Lofirate connects homebuyers with licensed wholesale mortgage brokers who shop across multiple lenders to find competitive rates. Unlike retail lenders who offer only their own products, wholesale brokers give you real options side by side. Whether you are looking at bridge financing, a conventional loan, or something in between, Lofirate makes it easy to get a no-obligation second opinion. Visit Lofirate's loan options page to see what financing solutions are available for your situation, or go directly to lofirate.com to get started.
FAQ
What is the bridge loan definition in simple terms?
A bridge loan is a short-term secured loan that lets you buy a new home before your current one sells, using your existing home's equity as collateral. Terms typically run 6–12 months.
How does a bridge loan work for a home purchase?
You borrow against your current home's equity to fund the down payment or purchase of a new property. Once your current home sells, the proceeds repay the bridge loan balance, including interest.
What are the main risks of bridge loans?
The primary risk is foreclosure.
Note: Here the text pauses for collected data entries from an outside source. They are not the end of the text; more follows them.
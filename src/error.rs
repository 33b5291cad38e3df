//! Error taxonomy for the SDK.
//!
//! Two layers, matching the component boundaries: [`StoreError`] at the
//! store seam (persistence failures are fatal for the request and never
//! retried here), and [`TopologyError`] at the component surface.
//! "No matching edge/path" is deliberately NOT an error for updates or
//! lookups — updates report zero affected keys and lookups return empty
//! results, because a partially-connected topology is an expected state.
//! The `strict_no_match` setting upgrades update no-ops to [`TopologyError::NotFound`].

use thiserror::Error;

/// Failure at the persistence seam.
#[derive(Debug, Error)]
pub enum StoreError {
    /// The underlying store could not be reached or refused the operation.
    #[error("topology store unavailable: {0}")]
    Unavailable(String),
}

/// Component-surface errors.
#[derive(Debug, Error)]
pub enum TopologyError {
    /// Malformed input (non-numeric latency, malformed key). Rejected before
    /// any mutation is attempted.
    #[error("invalid argument: {0}")]
    InvalidArgument(String),

    /// No matching record. Only raised when `strict_no_match` is enabled,
    /// or when a required argument references a missing entity.
    #[error("not found: {0}")]
    NotFound(String),

    #[error(transparent)]
    Store(#[from] StoreError),
}

/// Crate-wide result alias.
pub type Result<T> = std::result::Result<T, TopologyError>;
If your home does not sell before the loan matures, the lender can foreclose on the collateral property. Overlapping mortgage payments also strain cash flow during the transition period.
How do bridge loans compare to a HELOC?
Bridge loans fund faster, sometimes within two weeks, but carry higher interest rates and fees. A HELOC offers lower rates but is often unavailable once your home is listed for sale, making it less reliable for active buyers.
What credit score do you need for a bridge loan?
Most lenders require a credit score of at least 650–700, along with sufficient equity in your current home and an active listing. The application process mirrors a standard mortgage approval.